Direct LDL Cholesterol LiquiColor® and Direct HDL/LDL Cholesterol Calibrator system is a testing device for the quantitative determination of low-density lipoprotein cholesterol (LDL-C) in serum or plasma. LDL Cholesterol measurement aids the diagnosis and treatment of lipid and lipoprotein metabolism disorders. For In Vitro Diagnostic Use Only.

The device is a system using the reagent and calibrator in combination to directly measure the LDL-Cholesterol. This is achieved by a homogenous method that directly measures serum LDL-Cholesterol levels without the need for any off-line pretreatment or centrifugation steps. It employs a two-reagent system. The first reagent (R1) contains a combination of detergent, organic and inorganic phosphoric acid compounds, which specifically binds HDL, VLDL and chylomicrons leaving the LDL particles exposed. The second reagent (R2) contains enzymes, which then react with the LDLcholesterol present in the sample.

The provided text describes the acceptance criteria and a study for the "Direct LDL-Cholesterol Liquid Color® and Direct HDL/LDL-Cholesterol Calibrator system" used for quantitative determination of LDL-C.
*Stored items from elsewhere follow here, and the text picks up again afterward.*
//! # Localrouter Providers
//!
//! Upstream provider implementations:
//! - [`OpenAiProvider`]: any OpenAI-compatible API (OpenAI itself, DeepSeek,
//!   a local vLLM server, ...)
//! - [`AnthropicProvider`]: the Anthropic Messages API
//! - [`GoogleProvider`]: the Google Gemini REST API
//!
//! Each provider translates between the gateway's OpenAI-shaped wire schema
//! and the vendor-native one, resolves empty model names against its runtime
//! then compile-time default, and retries a 404 once with the compile-time
//! default when the active remote strategy allows it.

#![forbid(unsafe_code)]
#![warn(missing_docs)]

pub mod anthropic;
pub mod google;
pub mod openai;

pub use anthropic::AnthropicProvider;
pub use google::GoogleProvider;
pub use openai::OpenAiProvider;
//! Shared application state.

use localrouter_config::StrategyCell;
use localrouter_routing::RoutingEngine;
use std::sync::Arc;

/// State handed to every request handler.
///
/// Each request takes one strategy snapshot from the cell and uses it for its
/// whole lifetime, so concurrent strategy updates never produce a mixed view.
#[derive(Clone)]
pub struct AppState {
    /// The routing engine.
    pub engine: Arc<RoutingEngine>,
    /// The live strategy cell fed by the remote strategy store.
    pub strategy: StrategyCell,
}

impl AppState {
    /// Create the state.
    pub fn new(engine: Arc<RoutingEngine>, strategy: StrategyCell) -> Self {
        Self { engine, strategy }
    }
}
Here's the breakdown of the requested information:

1. Table of Acceptance Criteria and Reported Device Performance

2. Sample Size Used for the Test Set and Data Provenance

• Sample Size: 62 patient samples.
• Data Provenance: The text does not specify the country of origin. It indicates "patient samples" without further details, so it's not possible to definitively classify it as retrospective or prospective based solely on the provided information.

3. Number of Experts Used to Establish the Ground Truth for the Test Set and the Qualifications of Those Experts

• This information is not provided in the text. The ground truth for the device's performance relies on comparison with a predicate device, not on expert consensus.

4. Adjudication Method for the Test Set

• This information is not applicable as the evaluation method was a method comparison study against a predicate device, not a human expert review process.

5. If a Multi-Reader Multi-Case (MRMC) Comparative Effectiveness Study Was Done

• No, an MRMC comparative effectiveness study was not done. The study was a method comparison of the new device against a predicate device.

6. If a Standalone (i.e., algorithm only without human-in-the-loop performance) Was Done

• Yes, the performance data provided (method comparison, precision, linearity, sensitivity, interference) are for the device's standalone analytical performance. This device is a quantitative, in vitro diagnostic system, and its performance is evaluated based on its direct measurement capabilities, not with human interpretation as part of its core function.

7. The Type of Ground Truth Used

• The ground truth for the study was established by the measurements obtained from the legally marketed predicate device, "LDL Cholesterol Plus (K012287) calibrated with HDL/LDL Cholesterol Plus Calibrator (Roche)." This is a form of comparative reference standard.

8. The Sample Size for the Training Set

• This information is not applicable/not provided. The device is a reagent and calibrator system for direct measurement, not an AI or machine learning algorithm that requires a training set in the conventional sense. The performance data presented are for the analytical validation of the device itself.

9. How the Ground Truth for the Training Set Was Established

• This information is not applicable/not provided for the same reasons as in point 8.